Z Feng1, C Tao2 , J Zhu2 , G Yu1 , S Qin1 , Y Yin2 , D Li1* , (1) Shandong Normal University, Jinan, Shandong, (2) Shandong Cancer Hospital and Institute, Jinan, Shandong


SU-F-T-257 (Sunday, July 31, 2016) 3:00 PM - 6:00 PM Room: Exhibit Hall

Purpose: In this study, IMRT optimization based on biological related models were applied in the clinic for cervical carcinoma cases and the results were compared with the traditional physical optimization.

Methods: Twenty patients of advanced stage cervical carcinoma were selected in this study. The treatment plan was generated on each patient using both biological and physical optimized model respectively. Additionally, the biological optimization was based on two basic models for bladder and rectum: Poisson (adjustable parameters: alpha/beta, gamma, D50 ) and Lyman-Kutcher-Burman (adjustable parameters: m, n, D50).

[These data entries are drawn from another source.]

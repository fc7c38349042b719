use crate::error::CrudError;
use crate::statement::{Dialect, check_identifier};
use crate::types::RowValues;

/// One predicate of a WHERE clause.
///
/// Column and operator text is embedded verbatim — it is trusted input, the
/// same contract the rest of the builder applies to table names. Values are
/// never embedded; they become bound parameters.
#[derive(Debug, Clone, PartialEq)]
pub enum Predicate {
    /// Raw two-token fragment with no bound value, e.g. `deleted_at IS NOT NULL`.
    Unary { column: String, operator: String },
    /// Comparison against a value, e.g. `age > ?`. The value is bound.
    Binary {
        column: String,
        operator: String,
        value: RowValues,
    },
}

impl Predicate {
    pub fn unary(column: impl Into<String>, operator: impl Into<String>) -> Self {
        Predicate::Unary {
            column: column.into(),
            operator: operator.into(),
        }
    }

    pub fn binary(
        column: impl Into<String>,
        operator: impl Into<String>,
        value: impl Into<RowValues>,
    ) -> Self {
        Predicate::Binary {
            column: column.into(),
            operator: operator.into(),
            value: value.into(),
        }
    }

    fn check(&self) -> Result<(), CrudError> {
        let (column, operator) = match self {
            Predicate::Unary { column, operator }
            | Predicate::Binary {
                column, operator, ..
            } => (column, operator),
        };
        check_identifier("predicate column", column)?;
        check_identifier("predicate operator", operator)
    }
}

/// Ordered predicate list, implicitly AND-joined in list order.
///
/// No OR, no grouping, no nesting — the clause model is deliberately flat.
#[derive(Debug, Clone, Default, PartialEq)]
pub struct WhereClause {
    predicates: Vec<Predicate>,
}

impl WhereClause {
    #[must_use]
    pub fn new() -> Self {
        Self::default()
    }

    #[must_use]
    pub fn is_empty(&self) -> bool {
        self.predicates.is_empty()
    }

    #[must_use]
    pub fn len(&self) -> usize {
        self.predicates.len()
    }

    pub fn push(&mut self, predicate: Predicate) -> &mut Self {
        self.predicates.push(predicate);
        self
    }

    /// Append a bound comparison predicate.
    #[must_use]
    pub fn and(
        mut self,
        column: impl Into<String>,
        operator: impl Into<String>,
        value: impl Into<RowValues>,
    ) -> Self {
        self.predicates.push(Predicate::binary(column, operator, value));
        self
    }

    /// Append a raw two-token predicate (no bound value), e.g.
    /// `.and_raw("deleted_at", "IS NULL")`.
    #[must_use]
    pub fn and_raw(mut self, column: impl Into<String>, operator: impl Into<String>) -> Self {
        self.predicates.push(Predicate::unary(column, operator));
        self
    }

    /// Render the clause as a ` WHERE … AND …` fragment with numbered
    /// placeholders starting at `first_placeholder`, plus the bound
    /// parameters in predicate order.
    ///
    /// An empty clause renders as an empty fragment; callers decide whether
    /// that is acceptable for their statement shape.
    ///
    /// # Errors
    ///
    /// Returns `CrudError::MalformedInput` if any predicate has an empty
    /// column or operator.
    pub fn render(
        &self,
        dialect: Dialect,
        first_placeholder: usize,
    ) -> Result<WhereFragment, CrudError> {
        if self.predicates.is_empty() {
            return Ok(WhereFragment::empty());
        }

        let mut params = Vec::new();
        let mut next = first_placeholder;
        let mut parts = Vec::with_capacity(self.predicates.len());
        for predicate in &self.predicates {
            predicate.check()?;
            match predicate {
                Predicate::Unary { column, operator } => {
                    parts.push(format!("{column} {operator}"));
                }
                Predicate::Binary {
                    column,
                    operator,
                    value,
                } => {
                    parts.push(format!("{column} {operator} {}", dialect.placeholder(next)));
                    next += 1;
                    params.push(value.clone());
                }
            }
        }

        Ok(WhereFragment {
            sql: format!(" WHERE {}", parts.join(" AND ")),
            params,
        })
    }
}

impl FromIterator<Predicate> for WhereClause {
    fn from_iter<T: IntoIterator<Item = Predicate>>(iter: T) -> Self {
        WhereClause {
            predicates: iter.into_iter().collect(),
        }
    }
}

/// A rendered WHERE fragment: SQL text (beginning with ` WHERE`, or empty)
/// and the parameters bound by its placeholders.
#[derive(Debug, Clone, Default, PartialEq)]
pub struct WhereFragment {
    pub sql: String,
    pub params: Vec<RowValues>,
}

impl WhereFragment {
    #[must_use]
    pub fn empty() -> Self {
        Self::default()
    }

    #[must_use]
    pub fn is_empty(&self) -> bool {
        self.sql.is_empty()
    }
}
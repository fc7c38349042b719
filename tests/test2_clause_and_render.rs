use chrono::NaiveDate;
use crud_sql::prelude::*;
use crud_sql::render::{escape_str, inline_sql, literal, prepare_record};
use crud_sql::statement;
use serde_json::json;

#[test]
fn where_fragment_begins_with_where_and_joins_with_and() {
    for n in 1..=5 {
        let mut clause = WhereClause::new();
        for i in 0..n {
            clause = clause.and(format!("col{i}"), "=", i64::from(i));
        }
        let fragment = clause.render(Dialect::Postgres, 1).unwrap();
        assert!(fragment.sql.starts_with(" WHERE"));
        assert_eq!(fragment.sql.matches(" AND ").count(), (n - 1) as usize);
        assert!(!fragment.sql.ends_with("AND "));
        assert_eq!(fragment.params.len(), n as usize);
    }
}

#[test]
fn duplicate_looking_predicates_each_get_their_own_placeholder() {
    let clause = WhereClause::new().and("age", ">", 50).and("age", ">", 50);
    let fragment = clause.render(Dialect::Postgres, 1).unwrap();
    assert_eq!(fragment.sql, " WHERE age > $1 AND age > $2");
    assert_eq!(fragment.params.len(), 2);
}

#[test]
fn spec_example_fragment() {
    let clause = WhereClause::new().and("id", "=", 45).and("age", ">", 50);
    let fragment = clause.render(Dialect::Postgres, 1).unwrap();
    assert_eq!(fragment.sql, " WHERE id = $1 AND age > $2");
    assert_eq!(fragment.params, vec![RowValues::Int(45), RowValues::Int(50)]);
}

#[test]
fn unary_predicates_are_embedded_verbatim_without_binding() {
    let clause = WhereClause::new()
        .and_raw("deleted_at", "IS NULL")
        .and("age", ">", 21);
    let fragment = clause.render(Dialect::Sqlite, 1).unwrap();
    assert_eq!(fragment.sql, " WHERE deleted_at IS NULL AND age > ?1");
    assert_eq!(fragment.params, vec![RowValues::Int(21)]);
}

#[test]
fn empty_clause_renders_empty_fragment() {
    let fragment = WhereClause::new().render(Dialect::Postgres, 1).unwrap();
    assert!(fragment.is_empty());
    assert!(fragment.sql.is_empty());
    assert!(fragment.params.is_empty());
}

#[test]
fn malformed_predicates_are_rejected() {
    let clause = WhereClause::new().and("", "=", 1);
    assert!(matches!(
        clause.render(Dialect::Postgres, 1),
        Err(CrudError::MalformedInput(_))
    ));

    let clause = WhereClause::new().and_raw("age", " ");
    assert!(matches!(
        clause.render(Dialect::Postgres, 1),
        Err(CrudError::MalformedInput(_))
    ));
}

#[test]
fn first_placeholder_offsets_numbering() {
    let clause = WhereClause::new().and("id", "=", 1);
    let fragment = clause.render(Dialect::Postgres, 4).unwrap();
    assert_eq!(fragment.sql, " WHERE id = $4");
}

#[test]
fn escaping_neutralizes_single_quotes() {
    assert_eq!(escape_str("O'Brien"), "O''Brien");
    // Already-escaped text stays balanced: every quote is doubled again
    assert_eq!(escape_str("O''Brien"), "O''''Brien");
}

#[test]
fn text_literals_are_always_quoted_and_terminated() {
    let rendered = literal(Dialect::Sqlite, &RowValues::Text("'; DROP TABLE users; --".into()))
        .unwrap();
    assert_eq!(rendered, "'''; DROP TABLE users; --'");
    // An even count of quote characters means the literal terminates
    assert_eq!(rendered.matches('\'').count() % 2, 0);
}

#[test]
fn numeric_values_render_unquoted() {
    assert_eq!(literal(Dialect::Postgres, &RowValues::Int(30)).unwrap(), "30");
    assert_eq!(
        literal(Dialect::Postgres, &RowValues::Float(2.5)).unwrap(),
        "2.5"
    );
    assert_eq!(literal(Dialect::Sqlite, &RowValues::Int(-7)).unwrap(), "-7");
}

#[test]
fn non_finite_floats_have_no_literal_form() {
    assert!(matches!(
        literal(Dialect::Postgres, &RowValues::Float(f64::NAN)),
        Err(CrudError::MalformedInput(_))
    ));
    assert!(matches!(
        literal(Dialect::Sqlite, &RowValues::Float(f64::INFINITY)),
        Err(CrudError::MalformedInput(_))
    ));
}

#[test]
fn dialect_specific_literal_forms() {
    assert_eq!(
        literal(Dialect::Postgres, &RowValues::Bool(true)).unwrap(),
        "TRUE"
    );
    assert_eq!(literal(Dialect::Sqlite, &RowValues::Bool(true)).unwrap(), "1");
    assert_eq!(literal(Dialect::Postgres, &RowValues::Null).unwrap(), "NULL");
    assert_eq!(
        literal(Dialect::Sqlite, &RowValues::Blob(vec![0x01, 0xAB])).unwrap(),
        "X'01AB'"
    );
    assert_eq!(
        literal(Dialect::Postgres, &RowValues::Blob(vec![0x01, 0xAB])).unwrap(),
        r"'\x01AB'"
    );
    assert_eq!(
        literal(Dialect::Postgres, &RowValues::JSON(json!({"a": 1}))).unwrap(),
        r#"'{"a":1}'"#
    );
}

#[test]
fn postgres_backslashes_use_the_e_string_form() {
    assert_eq!(
        literal(Dialect::Postgres, &RowValues::Text(r"a\b".into())).unwrap(),
        r"E'a\\b'"
    );
    // SQLite has no backslash escapes; the text passes through
    assert_eq!(
        literal(Dialect::Sqlite, &RowValues::Text(r"a\b".into())).unwrap(),
        r"'a\b'"
    );
}

#[test]
fn timestamps_render_quoted() {
    let dt = NaiveDate::from_ymd_opt(2024, 1, 2)
        .unwrap()
        .and_hms_opt(3, 4, 5)
        .unwrap();
    assert_eq!(
        literal(Dialect::Sqlite, &RowValues::Timestamp(dt)).unwrap(),
        "'2024-01-02 03:04:05'"
    );
}

#[test]
fn inline_sql_substitutes_literals_for_placeholders() {
    let out = inline_sql(
        Dialect::Postgres,
        "SELECT * FROM users WHERE id = $1 AND name = $2",
        &[RowValues::Int(45), RowValues::Text("Ada".into())],
    )
    .unwrap();
    assert_eq!(out, "SELECT * FROM users WHERE id = 45 AND name = 'Ada'");
}

#[test]
fn inline_sql_leaves_placeholders_inside_literals_untouched() {
    let out = inline_sql(
        Dialect::Postgres,
        "SELECT '$1' FROM t WHERE a = $1 -- $1",
        &[RowValues::Int(5)],
    )
    .unwrap();
    assert_eq!(out, "SELECT '$1' FROM t WHERE a = 5 -- $1");
}

#[test]
fn inline_sql_rejects_missing_parameters() {
    assert!(matches!(
        inline_sql(Dialect::Sqlite, "SELECT ?1, ?2", &[RowValues::Int(1)]),
        Err(CrudError::ParameterError(_))
    ));
}

#[test]
fn spec_example_insert_renders_inline() {
    let mut record = Record::new();
    record.set("name", "Ada").set("age", 30);
    let statement = statement::insert(Dialect::Postgres, "users", &record).unwrap();
    assert_eq!(
        statement.to_inline_sql(Dialect::Postgres).unwrap(),
        "INSERT INTO users (name, age) VALUES ('Ada', 30)"
    );
}

#[test]
fn prepare_record_keeps_shape_and_order() {
    let mut record = Record::new();
    record.set("name", "O'Brien").set("age", 30);
    let prepared = prepare_record(Dialect::Sqlite, &record).unwrap();
    assert_eq!(
        prepared,
        vec![
            ("name".to_string(), "'O''Brien'".to_string()),
            ("age".to_string(), "30".to_string())
        ]
    );
}

#[test]
fn field_filter_keeps_permitted_columns_in_order() {
    let mut record = Record::new();
    record.set("name", "Ada").set("age", 30).set("secret", "x");
    let filtered = record.retain_fields(&["name", "age"]);
    assert_eq!(filtered.columns().collect::<Vec<_>>(), vec!["name", "age"]);
    assert_eq!(filtered.len(), 2);
    assert!(filtered.get("secret").is_none());
}
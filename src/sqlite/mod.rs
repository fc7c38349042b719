mod config;
mod executor;
mod params;
mod query;

pub use executor::{
    execute_batch, execute_dml, execute_select, insert_returning_rowid, last_insert_id,
};
pub use params::{Params, row_value_to_sqlite_value};
pub use query::{build_result_set, extract_value};
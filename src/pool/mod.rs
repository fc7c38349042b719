mod connection;
mod types;

pub use connection::CrudPoolConnection;
pub use types::CrudPool;

use crate::config::DbConfig;
use crate::error::CrudError;
use crate::types::DatabaseType;

/// The explicit context object for database access: the backend pool plus
/// the descriptor data the core needs at call time.
///
/// Built once at startup from a [`DbConfig`] (or directly via the
/// per-backend constructors); cloneable and cheap to share. There is no
/// process-wide default — every operation receives a connection obtained
/// from one of these.
#[derive(Debug, Clone)]
pub struct ConfigAndPool {
    pub pool: CrudPool,
    pub db_type: DatabaseType,
    /// Pool-default for placeholder translation, carried onto every
    /// connection this pool hands out.
    pub translate_placeholders: bool,
}

impl ConfigAndPool {
    /// Build the pool for the backend selected by the config's `default`
    /// key.
    ///
    /// # Errors
    ///
    /// Returns `CrudError::ConfigError` if the default names an unknown
    /// backend or required fields are missing, and
    /// `CrudError::ConnectionError` if pool creation fails.
    pub async fn from_config(config: &DbConfig) -> Result<Self, CrudError> {
        let settings = config.active()?;
        match settings.driver {
            #[cfg(feature = "postgres")]
            DatabaseType::Postgres => Self::new_postgres(settings).await,
            #[cfg(feature = "sqlite")]
            DatabaseType::Sqlite => Self::new_sqlite(settings.sqlite_path()?).await,
        }
    }

    /// Override the pool-default placeholder translation flag.
    #[must_use]
    pub fn with_translation(mut self, translate_placeholders: bool) -> Self {
        self.translate_placeholders = translate_placeholders;
        self
    }
}
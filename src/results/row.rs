use std::collections::HashMap;
use std::sync::Arc;

use crate::types::RowValues;

/// A single row of a query result.
///
/// Column names and the name→index map are shared across every row of a
/// result set, so a row is one `Vec` of values plus two `Arc`s.
#[derive(Debug, Clone)]
pub struct DbRow {
    /// The column names for this row (shared across the result set).
    pub column_names: Arc<Vec<String>>,
    /// The values for this row, in column order.
    pub values: Vec<RowValues>,
    pub(crate) column_index: Arc<HashMap<String, usize>>,
}

impl DbRow {
    #[must_use]
    pub fn new(column_names: Arc<Vec<String>>, values: Vec<RowValues>) -> Self {
        let column_index = Arc::new(build_column_index(&column_names));
        Self {
            column_names,
            values,
            column_index,
        }
    }

    /// Get the index of a column by name.
    #[must_use]
    pub fn column_index(&self, column_name: &str) -> Option<usize> {
        if let Some(&idx) = self.column_index.get(column_name) {
            return Some(idx);
        }
        self.column_names.iter().position(|col| col == column_name)
    }

    /// Get a value by column name.
    #[must_use]
    pub fn get(&self, column_name: &str) -> Option<&RowValues> {
        self.column_index(column_name)
            .and_then(|idx| self.values.get(idx))
    }

    /// Get a value by column index.
    #[must_use]
    pub fn get_by_index(&self, index: usize) -> Option<&RowValues> {
        self.values.get(index)
    }
}

pub(crate) fn build_column_index(column_names: &[String]) -> HashMap<String, usize> {
    column_names
        .iter()
        .enumerate()
        .map(|(i, name)| (name.clone(), i))
        .collect()
}
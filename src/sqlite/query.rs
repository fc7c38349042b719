use deadpool_sqlite::rusqlite;
use rusqlite::types::Value;
use rusqlite::{Statement, ToSql};

use crate::error::CrudError;
use crate::results::ResultSet;
use crate::types::RowValues;

/// Extract a `RowValues` from a `SQLite` row.
///
/// # Errors
///
/// Returns `CrudError::SqliteError` if the value cannot be read.
pub fn extract_value(row: &rusqlite::Row, idx: usize) -> Result<RowValues, CrudError> {
    let value: Value = row.get(idx).map_err(CrudError::SqliteError)?;
    match value {
        Value::Null => Ok(RowValues::Null),
        Value::Integer(i) => Ok(RowValues::Int(i)),
        Value::Real(f) => Ok(RowValues::Float(f)),
        Value::Text(s) => Ok(RowValues::Text(s)),
        Value::Blob(b) => Ok(RowValues::Blob(b)),
    }
}

/// Run a prepared `SQLite` statement and build a normalized result set.
///
/// # Errors
///
/// Returns `CrudError::SqliteError` if query execution or row extraction
/// fails.
pub fn build_result_set(stmt: &mut Statement, params: &[Value]) -> Result<ResultSet, CrudError> {
    let param_refs: Vec<&dyn ToSql> = params.iter().map(|v| v as &dyn ToSql).collect();
    let column_names: Vec<String> = stmt
        .column_names()
        .iter()
        .map(std::string::ToString::to_string)
        .collect();
    let col_count = column_names.len();

    let mut result_set = ResultSet::with_capacity(10);
    result_set.set_column_names(std::sync::Arc::new(column_names));

    let mut rows = stmt.query(&param_refs[..])?;
    while let Some(row) = rows.next()? {
        let mut values = Vec::with_capacity(col_count);
        for idx in 0..col_count {
            values.push(extract_value(row, idx)?);
        }
        result_set.add_row_values(values);
    }

    Ok(result_set)
}
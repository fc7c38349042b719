use deadpool_sqlite::{Config as SqliteConfig, Runtime};

use crate::error::CrudError;
use crate::pool::{ConfigAndPool, CrudPool};
use crate::types::DatabaseType;

impl ConfigAndPool {
    /// Initialize a `SQLite` pool for the given database path (a file path,
    /// or `:memory:`).
    ///
    /// # Errors
    ///
    /// Returns `CrudError::ConnectionError` if pool creation or the initial
    /// connection test fails.
    pub async fn new_sqlite(db_path: impl Into<String>) -> Result<Self, CrudError> {
        let cfg = SqliteConfig::new(db_path.into());

        let pool = cfg.create_pool(Runtime::Tokio1).map_err(|e| {
            CrudError::ConnectionError(format!("Failed to create SQLite pool: {e}"))
        })?;

        // Smoke-test a connection and switch on WAL for file-backed databases
        {
            let conn = pool.get().await.map_err(CrudError::PoolErrorSqlite)?;
            conn.interact(|conn| {
                conn.execute_batch("PRAGMA journal_mode = WAL;")
                    .map_err(CrudError::SqliteError)
            })
            .await??;
        }

        Ok(ConfigAndPool {
            pool: CrudPool::Sqlite(pool),
            db_type: DatabaseType::Sqlite,
            translate_placeholders: false,
        })
    }
}
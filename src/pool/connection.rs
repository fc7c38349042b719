#[cfg(feature = "postgres")]
use deadpool_postgres::Object as PostgresObject;

#[cfg(feature = "sqlite")]
use deadpool_sqlite::Object as SqliteObject;

use super::{ConfigAndPool, CrudPool};
use crate::error::CrudError;
use crate::statement::Dialect;
use crate::types::DatabaseType;

/// A checked-out backend connection.
///
/// Exclusive (`&mut`) access is required by every executor entry point, so
/// one handle carries at most one logical operation at a time.
pub enum CrudPoolConnection {
    #[cfg(feature = "postgres")]
    Postgres {
        client: PostgresObject,
        translate_placeholders: bool,
    },
    #[cfg(feature = "sqlite")]
    Sqlite {
        conn: SqliteObject,
        translate_placeholders: bool,
    },
}

// Manual Debug implementation because the pooled objects do not expose Debug
impl std::fmt::Debug for CrudPoolConnection {
    fn fmt(&self, f: &mut std::fmt::Formatter<'_>) -> std::fmt::Result {
        match self {
            #[cfg(feature = "postgres")]
            Self::Postgres { .. } => f.debug_tuple("Postgres").field(&"<Client>").finish(),
            #[cfg(feature = "sqlite")]
            Self::Sqlite { .. } => f.debug_tuple("Sqlite").field(&"<Connection>").finish(),
        }
    }
}

impl ConfigAndPool {
    /// Check a connection out of the pool.
    ///
    /// # Errors
    ///
    /// Returns a pool error variant if the pool cannot provide a
    /// connection.
    pub async fn get_connection(&self) -> Result<CrudPoolConnection, CrudError> {
        match &self.pool {
            #[cfg(feature = "postgres")]
            CrudPool::Postgres(pool) => {
                let client = pool.get().await.map_err(CrudError::PoolErrorPostgres)?;
                Ok(CrudPoolConnection::Postgres {
                    client,
                    translate_placeholders: self.translate_placeholders,
                })
            }
            #[cfg(feature = "sqlite")]
            CrudPool::Sqlite(pool) => {
                let conn = pool.get().await.map_err(CrudError::PoolErrorSqlite)?;
                Ok(CrudPoolConnection::Sqlite {
                    conn,
                    translate_placeholders: self.translate_placeholders,
                })
            }
        }
    }
}

impl CrudPoolConnection {
    /// Pool-default translation toggle attached to this connection.
    #[must_use]
    pub fn translation_default(&self) -> bool {
        match self {
            #[cfg(feature = "postgres")]
            CrudPoolConnection::Postgres {
                translate_placeholders,
                ..
            } => *translate_placeholders,
            #[cfg(feature = "sqlite")]
            CrudPoolConnection::Sqlite {
                translate_placeholders,
                ..
            } => *translate_placeholders,
        }
    }

    #[must_use]
    pub fn database_type(&self) -> DatabaseType {
        match self {
            #[cfg(feature = "postgres")]
            CrudPoolConnection::Postgres { .. } => DatabaseType::Postgres,
            #[cfg(feature = "sqlite")]
            CrudPoolConnection::Sqlite { .. } => DatabaseType::Sqlite,
        }
    }

    /// The SQL dialect statements must be built in for this connection.
    #[must_use]
    pub fn dialect(&self) -> Dialect {
        Dialect::from(self.database_type())
    }
}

And then each optimized biological plan was compared with the corresponding physical plan. During this comparison, all biological and physical parameters, such as NTCP,TCP, target coverage and homogeneous index(HI), were evaluated by paired T-test to verify IMRT plans quality.

Results: The NTCP values by biological optimization were lower than the values from corresponding physical optimization. For the bladder and rectum, the detail of NTCP values are 0.144 and 0.178 with p=0.028 for bladder, and 0.108 and 0.186 with p= 7.97E-5 for rectum respectively. The mean dose and V40 of bladder and rectum were comparable, and there was no significant difference between these two optimizations. For PTV, both optimized models achieved similar target coverage and homogeneous index (For example, D98=53.4 Gy and 54.6 Gy from biological optimization and physical optimization respectively with p=2.94E-9), and there were no significant differences in the tumor control probability(TCP) values.

Conclusion: IMRT optimization based on biological model did not decrease the plan quality, and could spare bladder and rectum with lower NTCP value much more compared with traditional physical optimization for cervical carcinoma. Our initial experiment demonstrated that the biological optimization could be a potential alternative method to the traditional physical one.

Funding Support, Disclosures, and Conflict of Interest: We want to thank Dr. Lei Xing and Dr. Yong Yang in the Stanford University School of Medicine for this work. This work was jointly supported by NSFC (61471226), Natural Science Foundation for Distinguished Young Scholars of Shandong Province (JQ201516), and China Postdoctoral Science Foundation (2015T80739, 2014M551949).